As things stand, the FAST Act provided a $70 billion general fund bailout of the HTF to keep it solvent over the five-year FY 2016-2020 period, during which $208 billion in real user tax receipts are anticipated to be deposited in the Trust Fund. 208 divided by 278 means that only 75 percent of HTF deposits over this time come from taxes “related to the purposes for which outlays are or will be made,” well below the 90 percent threshold. But no one bothered to raise a point of order in the Senate because the fix was in.
The Senate Budget Committee leaders are considering increasing the number of votes needed to waive budget discipline above 60. If they take a comprehensive look at points of order, they might consider either fixing the 90 percent rule in section 401 (by making the point of order surgical, so it can fix bills rather than kill them, and by increasing the number of votes it takes to waive the point of order) or else just acknowledge that its time has past and repeal the point of order.
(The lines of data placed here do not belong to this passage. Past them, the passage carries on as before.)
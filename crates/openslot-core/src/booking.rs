//! Booking request validation.

use chrono::{DateTime, Utc};
use serde::{Deserialize, Serialize};

use crate::error::{SlotError, SlotResult};

/// A request to book an appointment.
///
/// Constructed per request and handed to the availability service, which
/// validates it before performing the single outbound event insertion. The
/// calendar backend is the system of record; nothing is persisted here.
#[derive(Debug, Clone, PartialEq, Eq, Serialize, Deserialize)]
#[serde(rename_all = "camelCase")]
pub struct BookingRequest {
    /// Full name of the person booking.
    pub name: String,
    /// Contact phone number, if provided.
    pub phone: Option<String>,
    /// Appointment start instant.
    pub start: DateTime<Utc>,
    /// Appointment end instant.
    pub end: DateTime<Utc>,
    /// Free-form description for the calendar event.
    pub description: Option<String>,
}

impl BookingRequest {
    /// Creates a booking request with the required fields.
    pub fn new(name: impl Into<String>, start: DateTime<Utc>, end: DateTime<Utc>) -> Self {
        Self {
            name: name.into(),
            phone: None,
            start,
            end,
            description: None,
        }
    }

    /// Builder method to set the phone number.
    pub fn with_phone(mut self, phone: impl Into<String>) -> Self {
        self.phone = Some(phone.into());
        self
    }

    /// Builder method to set the description.
    pub fn with_description(mut self, description: impl Into<String>) -> Self {
        self.description = Some(description.into());
        self
    }

    /// Validates required fields and interval ordering.
    ///
    /// Runs before any outbound call, so an invalid booking has no side
    /// effects.
    ///
    /// # Errors
    ///
    /// Returns [`SlotError::InvalidInput`] when `name` is blank or
    /// `end <= start`.
    pub fn validate(&self) -> SlotResult<()> {
        if self.name.trim().is_empty() {
            return Err(SlotError::invalid_input("name is required"));
        }
        if self.end <= self.start {
            return Err(SlotError::invalid_input("end must be after start"));
        }
        Ok(())
    }
}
Whither the Byrd Test? From the inception of the Highway Trust Fund in 1956, a spending restraint mechanism was built into the law governing the Trust Fund. Senate Finance Committee chairman Harry Byrd’s (I-VA) amendment added section 209(g) of the Highway Revenue Act (now 26 U.S.C. §9503(d), as amended), which provided for automatic cuts in highway contract authority apportionments to keep Trust Fund spending in line with projected future tax revenues. The “Byrd test” was successful in forcing Congress to increase gas taxes in 1959 to prevent the automatic cuts from taking place, and it acted as a restraint on spending during various authorization debates in the 1960s through the 1980s. But the 2005 SAFETEA-LU law changed the calculation method to make it possible for the Trust Fund to run out of money before triggering the Byrd test’s automatic cuts – and, surprise surprise, the Trust Fund did indeed go broke three years later.
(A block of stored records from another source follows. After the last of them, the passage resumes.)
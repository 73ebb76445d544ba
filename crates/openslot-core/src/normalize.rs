//! Date/time-string normalization and timezone conversion.
//!
//! The voice agent sends loosely-formatted date and time strings; this
//! module normalizes them against a fixed set of literal formats (no
//! natural-language parsing) and owns the single wall-clock/UTC conversion
//! used everywhere in the system.

use chrono::offset::LocalResult;
use chrono::{DateTime, NaiveDate, NaiveDateTime, NaiveTime, TimeZone, Utc};
use chrono_tz::Tz;

use crate::error::{SlotError, SlotResult};

/// Literal date formats accepted from callers, tried in order.
const DATE_FORMATS: &[&str] = &["%Y-%m-%d", "%d/%m/%Y", "%d-%m-%Y"];

/// Literal 24-hour time formats accepted from callers, tried in order.
const TIME_FORMATS: &[&str] = &["%H:%M:%S", "%H:%M"];

/// Parses a calendar date from one of the accepted literal formats.
///
/// # Errors
///
/// Returns [`SlotError::InvalidDate`] when no format matches.
pub fn parse_date(input: &str) -> SlotResult<NaiveDate> {
    let trimmed = input.trim();
    DATE_FORMATS
        .iter()
        .find_map(|fmt| NaiveDate::parse_from_str(trimmed, fmt).ok())
        .ok_or_else(|| SlotError::invalid_date(input))
}

/// Parses a 24-hour wall-clock time; seconds default to `:00`.
///
/// # Errors
///
/// Returns [`SlotError::InvalidTime`] when no format matches.
pub fn parse_time(input: &str) -> SlotResult<NaiveTime> {
    let trimmed = input.trim();
    TIME_FORMATS
        .iter()
        .find_map(|fmt| NaiveTime::parse_from_str(trimmed, fmt).ok())
        .ok_or_else(|| SlotError::invalid_time(input))
}

/// Converts a wall-clock date and time in `tz` to an absolute UTC instant.
///
/// Ambiguous local times (DST fall-back) resolve to the earlier instant.
///
/// # Errors
///
/// Returns [`SlotError::InvalidTime`] when the wall-clock time does not
/// exist in `tz` on that date (DST gap).
pub fn local_to_utc(date: NaiveDate, time: NaiveTime, tz: Tz) -> SlotResult<DateTime<Utc>> {
    let naive = NaiveDateTime::new(date, time);
    match tz.from_local_datetime(&naive) {
        LocalResult::Single(dt) => Ok(dt.with_timezone(&Utc)),
        LocalResult::Ambiguous(earlier, _) => Ok(earlier.with_timezone(&Utc)),
        LocalResult::None => Err(SlotError::invalid_time(format!(
            "{naive} does not exist in {tz}"
        ))),
    }
}

/// Converts an absolute UTC instant to wall-clock time in `tz`.
pub fn utc_to_local(instant: DateTime<Utc>, tz: Tz) -> DateTime<Tz> {
    instant.with_timezone(&tz)
}

#[cfg(test)]
mod tests {
    use super::*;
    use chrono::{Datelike, Timelike};
    use chrono_tz::Europe::Madrid;

    mod dates {
        use super::*;

        #[test]
        fn accepts_iso_format() {
            let date = parse_date("2025-06-20").unwrap();
            assert_eq!((date.year(), date.month(), date.day()), (2025, 6, 20));
        }

        #[test]
        fn accepts_day_first_formats() {
            assert_eq!(parse_date("20/06/2025").unwrap(), parse_date("2025-06-20").unwrap());
            assert_eq!(parse_date("20-06-2025").unwrap(), parse_date("2025-06-20").unwrap());
        }

        #[test]
        fn trims_surrounding_whitespace() {
            assert!(parse_date("  2025-06-20 ").is_ok());
        }

        #[test]
        fn rejects_unrecognized_input() {
            for input in ["tomorrow", "2025/06/20", "2025-13-01", "2025-02-30", ""] {
                let err = parse_date(input).unwrap_err();
                assert!(matches!(err, SlotError::InvalidDate { .. }), "{input}");
            }
        }
    }

    mod times {
        use super::*;

        #[test]
        fn accepts_hour_minute() {
            let time = parse_time("15:30").unwrap();
            assert_eq!((time.hour(), time.minute(), time.second()), (15, 30, 0));
        }

        #[test]
        fn accepts_explicit_seconds() {
            let time = parse_time("15:30:45").unwrap();
            assert_eq!(time.second(), 45);
        }

        #[test]
        fn rejects_unrecognized_input() {
            for input in ["3pm", "25:00", "15", "15:60", ""] {
                let err = parse_time(input).unwrap_err();
                assert!(matches!(err, SlotError::InvalidTime { .. }), "{input}");
            }
        }
    }

    mod conversion {
        use super::*;

        fn date(y: i32, mo: u32, d: u32) -> NaiveDate {
            NaiveDate::from_ymd_opt(y, mo, d).unwrap()
        }

        fn time(h: u32, mi: u32) -> NaiveTime {
            NaiveTime::from_hms_opt(h, mi, 0).unwrap()
        }

        #[test]
        fn local_to_utc_applies_summer_offset() {
            let instant = local_to_utc(date(2025, 6, 20), time(15, 30), Madrid).unwrap();
            assert_eq!(instant.to_rfc3339(), "2025-06-20T13:30:00+00:00");
        }

        #[test]
        fn roundtrip_preserves_wall_clock() {
            let instant = local_to_utc(date(2025, 1, 20), time(9, 0), Madrid).unwrap();
            let local = utc_to_local(instant, Madrid);
            assert_eq!(local.time(), time(9, 0));
            assert_eq!(local.date_naive(), date(2025, 1, 20));
        }

        #[test]
        fn dst_gap_is_invalid_time() {
            // 02:30 does not exist on the spring-forward date in Madrid.
            let err = local_to_utc(date(2025, 3, 30), time(2, 30), Madrid).unwrap_err();
            assert!(matches!(err, SlotError::InvalidTime { .. }));
        }

        #[test]
        fn dst_fold_resolves_to_earlier_instant() {
            // 02:30 occurs twice on the fall-back date; the earlier instant
            // carries the summer offset (+02:00).
            let instant = local_to_utc(date(2025, 10, 26), time(2, 30), Madrid).unwrap();
            assert_eq!(instant.to_rfc3339(), "2025-10-26T00:30:00+00:00");
        }
    }
}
However, fixing the Byrd test (and the ill-defined “Rostenkowski test” set up in 1982 for HTF Mass Transit Account spending) is up to the House Ways and Means Committee and the Senate Finance Committee – it is outside the Budget purview. But it might be possible for Budget to set up some kind of parallel process outside the Internal Revenue Code for automatic adjustments to such spending programs to prevent trust funds from running out of money.
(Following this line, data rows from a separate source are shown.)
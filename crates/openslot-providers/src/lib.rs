//! CalendarProvider trait and implementations (Google Calendar)

mod error;
pub mod google;
mod provider;

pub use error::{ProviderError, ProviderErrorCode, ProviderResult};
pub use google::{GoogleCalendarClient, GoogleConfig, GoogleCredentials, GoogleProvider};
pub use provider::{
    BoxFuture, BusyQuery, CalendarProvider, CreatedEvent, ErrorProvider, EventAttendee,
    EventDraft, StaticProvider,
};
Conclusion. Established transportation interests might oppose budget process reform that could restrain spending, and other interests might oppose reforms that could encourage tax increases. But opponents of reform should be required to answer this question: What is it about the performance of Highway Trust Fund programs in the last decade that justifies their continued exemption from budget sequestration, discretionary spending caps, statutory PAYGO rules, and periodic re-examination through the budget reconciliation process?
For more information, see the issue brief from May 12, 2014 from ETW’s predecessor publication, Transportation Weekly, entitled “Do We Still Need the Highway Trust Fund?”
*$739 million per year of HTF contract authority is classified as completely mandatory, but this is less than 2 percent of total HTF spending.